Management’s Discussion and Analysis of Financial Condition and Results of Operations

CAUTIONARY STATEMENT FOR THE PURPOSE OF SAFE HARBOR PROVISIONS OF THE PRIVATE SECURITIES LITIGATION REFORM ACT OF 1995
This Form 10-Q, including without limitation our discussion below under the heading “OVERVIEW AND OUTLOOK,” includes forward-looking statements within the meaning of Section 27A of the Securities Act of 1933 and Section 21E of the Securities Exchange Act of 1934. You can identify our forward-looking statements by the words “anticipate,” “believe,” “expect,” “plan,” “intend,” “estimate,” “project,” “projection,” “predict,” “budget,” “forecast,” “goal,” “guidance,” “target,” “could,” “should,” “may,” and similar expressions.
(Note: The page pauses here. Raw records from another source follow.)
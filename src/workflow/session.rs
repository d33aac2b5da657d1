//! 考试会话 - 流程层
//!
//! 管理一次作答过程：当前题目指针、每题作答缓冲、剩余时间预算、
//! 交卷标记。交卷（手动或到时）之后所有作答内容冻结。
//!
//! 到时提交必须恰好发生一次：tick 与手动交卷竞争时以先到者为准，
//! 之后的 tick 不再产生第二次提交

use crate::error::SessionError;
use crate::models::{AnswerValue, Exam, Question, QuestionType, UserAnswer};

/// 每道单选/判断题的时间配额（秒）
const CHOICE_TIME_SECS: u64 = 90;
/// 其他题型的时间配额（秒）
const LONG_TIME_SECS: u64 = 180;
/// 时间预算下限（秒）
const MIN_TIME_BUDGET_SECS: u64 = 300;
/// 时间预算上限（秒）
const MAX_TIME_BUDGET_SECS: u64 = 3600;

/// 计算一份试卷的时间预算（秒）
///
/// 单选/判断题每题 90 秒，其余题型每题 180 秒，
/// 总和收拢到 [300, 3600] 区间
pub fn time_budget_secs(questions: &[Question]) -> u64 {
    let total: u64 = questions
        .iter()
        .map(|q| match q.question_type {
            QuestionType::MultipleChoice | QuestionType::TrueFalse => CHOICE_TIME_SECS,
            _ => LONG_TIME_SECS,
        })
        .sum();
    total.clamp(MIN_TIME_BUDGET_SECS, MAX_TIME_BUDGET_SECS)
}

/// 一次考试会话
///
/// 注意：试卷必须至少包含一道题（出题服务的校验保证了这一点）
#[derive(Debug)]
pub struct ExamSession {
    exam: Exam,
    answers: Vec<UserAnswer>,
    current_index: usize,
    remaining_secs: u64,
    submitted: bool,
}

impl ExamSession {
    /// 进入考试：为每道题创建空白作答，计算时间预算，题目指针归零
    pub fn new(exam: Exam) -> Self {
        let answers = exam.questions.iter().map(UserAnswer::empty).collect();
        let remaining_secs = time_budget_secs(&exam.questions);
        Self {
            exam,
            answers,
            current_index: 0,
            remaining_secs,
            submitted: false,
        }
    }

    pub fn exam(&self) -> &Exam {
        &self.exam
    }

    pub fn current_index(&self) -> usize {
        self.current_index
    }

    pub fn current_question(&self) -> &Question {
        &self.exam.questions[self.current_index]
    }

    pub fn question_count(&self) -> usize {
        self.exam.questions.len()
    }

    pub fn remaining_secs(&self) -> u64 {
        self.remaining_secs
    }

    pub fn is_submitted(&self) -> bool {
        self.submitted
    }

    /// 已作答的题目数量
    pub fn answered_count(&self) -> usize {
        self.answers.iter().filter(|a| !a.value.is_empty()).count()
    }

    /// 查找某道题的作答记录
    pub fn answer_for(&self, question_id: i64) -> Option<&UserAnswer> {
        self.answers.iter().find(|a| a.question_id == question_id)
    }

    /// 下一题（停在最后一题，不越界）
    pub fn next(&mut self) {
        if self.current_index + 1 < self.exam.questions.len() {
            self.current_index += 1;
        }
    }

    /// 上一题（停在第一题，不越界）
    pub fn previous(&mut self) {
        if self.current_index > 0 {
            self.current_index -= 1;
        }
    }

    /// 记录当前题目的作答
    ///
    /// 只允许覆盖当前题目的 value，不与标准答案做任何比对
    pub fn record_answer(
        &mut self,
        question_id: i64,
        value: AnswerValue,
    ) -> Result<(), SessionError> {
        if self.submitted {
            return Err(SessionError::InvalidTransition {
                from: "Submitted",
                event: "record_answer",
            });
        }
        if self.current_question().id != question_id {
            return Err(SessionError::NotCurrentQuestion { question_id });
        }

        if let Some(answer) = self
            .answers
            .iter_mut()
            .find(|a| a.question_id == question_id)
        {
            answer.value = value;
        }
        Ok(())
    }

    /// 时钟走一秒
    ///
    /// 返回 true 表示本次 tick 将剩余时间耗尽并触发了到时交卷；
    /// 已交卷后再 tick 不会产生第二次提交
    pub fn tick(&mut self) -> bool {
        if self.submitted || self.remaining_secs == 0 {
            return false;
        }
        self.remaining_secs -= 1;
        if self.remaining_secs == 0 {
            self.submitted = true;
            return true;
        }
        false
    }

    /// 手动交卷（幂等）
    ///
    /// 返回 true 表示本次调用完成了交卷，false 表示此前已交卷
    pub fn submit(&mut self) -> bool {
        if self.submitted {
            return false;
        }
        self.submitted = true;
        true
    }

    /// 交卷后拆出试卷与冻结的作答集合
    pub fn into_parts(self) -> (Exam, Vec<UserAnswer>) {
        (self.exam, self.answers)
    }
}

#[cfg(test)]
mod tests {
    use super::*;
    use crate::models::CorrectAnswer;

    fn question(id: i64, question_type: QuestionType) -> Question {
        Question {
            id,
            question_type,
            prompt: format!("q{}", id),
            options: Some(vec!["a".to_string(), "b".to_string()]),
            correct_answer: CorrectAnswer::Single("a".to_string()),
            explanation: None,
        }
    }

    fn exam_of(questions: Vec<Question>) -> Exam {
        Exam {
            title: "t".to_string(),
            description: String::new(),
            questions,
        }
    }

    #[test]
    fn test_time_budget_sixty_single_choice() {
        let questions: Vec<Question> = (1..=60)
            .map(|id| question(id, QuestionType::MultipleChoice))
            .collect();
        // 60 * 90 = 5400，收拢到上限 3600
        assert_eq!(time_budget_secs(&questions), 3600);
    }

    #[test]
    fn test_time_budget_two_short_answers() {
        let questions = vec![
            question(1, QuestionType::ShortAnswer),
            question(2, QuestionType::ShortAnswer),
        ];
        assert_eq!(time_budget_secs(&questions), 360);
    }

    #[test]
    fn test_time_budget_minimum_clamp() {
        let questions = vec![question(1, QuestionType::TrueFalse)];
        // 90 秒不足下限，收拢到 300
        assert_eq!(time_budget_secs(&questions), 300);
    }

    #[test]
    fn test_true_false_uses_choice_allowance() {
        let questions: Vec<Question> = (1..=4)
            .map(|id| question(id, QuestionType::TrueFalse))
            .collect();
        assert_eq!(time_budget_secs(&questions), 360);
    }

    #[test]
    fn test_new_session_initial_state() {
        let session = ExamSession::new(exam_of(vec![
            question(1, QuestionType::MultipleChoice),
            question(2, QuestionType::ShortAnswer),
        ]));
        assert_eq!(session.current_index(), 0);
        assert_eq!(session.question_count(), 2);
        assert_eq!(session.answered_count(), 0);
        assert!(!session.is_submitted());
        // 90 + 180 = 270，收拢到 300
        assert_eq!(session.remaining_secs(), 300);
    }

    #[test]
    fn test_navigation_clamped_to_bounds() {
        let mut session = ExamSession::new(exam_of(vec![
            question(1, QuestionType::MultipleChoice),
            question(2, QuestionType::MultipleChoice),
        ]));

        session.previous();
        assert_eq!(session.current_index(), 0);

        session.next();
        assert_eq!(session.current_index(), 1);
        session.next();
        assert_eq!(session.current_index(), 1);

        session.previous();
        assert_eq!(session.current_index(), 0);
    }

    #[test]
    fn test_record_answer_roundtrip() {
        let mut session = ExamSession::new(exam_of(vec![question(
            1,
            QuestionType::MultipleChoice,
        )]));

        session
            .record_answer(1, AnswerValue::Single("b".to_string()))
            .unwrap();
        session.submit();

        let (_, answers) = session.into_parts();
        // 交卷后作答内容与录入时完全一致，无任何隐式转换
        assert_eq!(answers[0].value, AnswerValue::Single("b".to_string()));
    }

    #[test]
    fn test_record_answer_rejects_non_current_question() {
        let mut session = ExamSession::new(exam_of(vec![
            question(1, QuestionType::MultipleChoice),
            question(2, QuestionType::MultipleChoice),
        ]));

        let result = session.record_answer(2, AnswerValue::Single("a".to_string()));
        assert!(result.is_err());
    }

    #[test]
    fn test_record_answer_rejected_after_submit() {
        let mut session = ExamSession::new(exam_of(vec![question(
            1,
            QuestionType::MultipleChoice,
        )]));
        session.submit();
        assert!(session
            .record_answer(1, AnswerValue::Single("a".to_string()))
            .is_err());
    }

    #[test]
    fn test_tick_counts_down_and_forces_single_submission() {
        let mut session = ExamSession::new(exam_of(vec![question(
            1,
            QuestionType::MultipleChoice,
        )]));
        let budget = session.remaining_secs();

        // 走到只剩 1 秒
        for _ in 0..budget - 1 {
            assert!(!session.tick());
        }
        assert_eq!(session.remaining_secs(), 1);

        // 最后一秒触发到时交卷，且只触发一次
        assert!(session.tick());
        assert!(session.is_submitted());
        assert!(!session.tick());
        assert!(!session.tick());
    }

    #[test]
    fn test_manual_submit_then_tick_does_not_resubmit() {
        let mut session = ExamSession::new(exam_of(vec![question(
            1,
            QuestionType::MultipleChoice,
        )]));

        assert!(session.submit());
        // 手动交卷后紧跟的时钟 tick 不得再次触发提交
        assert!(!session.tick());
        // 重复交卷也是幂等的
        assert!(!session.submit());
    }

    #[test]
    fn test_unanswered_questions_keep_empty_default() {
        let mut session = ExamSession::new(exam_of(vec![
            question(1, QuestionType::MultipleChoice),
            question(2, QuestionType::MultipleChoice),
        ]));
        session
            .record_answer(1, AnswerValue::Single("a".to_string()))
            .unwrap();
        session.submit();

        let (_, answers) = session.into_parts();
        assert_eq!(answers[1].value, AnswerValue::Single(String::new()));
    }
}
These forward-looking statements include, among other things, statements regarding:

future refining margins, including gasoline and distillate margins;
future ethanol margins;
expectations regarding feedstock costs, including crude oil differentials, and operating expenses;
anticipated levels of crude oil and refined product inventories;
our anticipated level of capital investments, including deferred refinery turnaround and catalyst costs and capital expenditures for environmental and other purposes, and the effect of those capital investments on our results of operations;
anticipated trends in the supply of and demand for crude oil and other feedstocks and refined products globally and in the regions where we operate;
expectations regarding environmental, tax, and other regulatory initiatives; and
the effect of general economic and other conditions on refining and ethanol industry fundamentals.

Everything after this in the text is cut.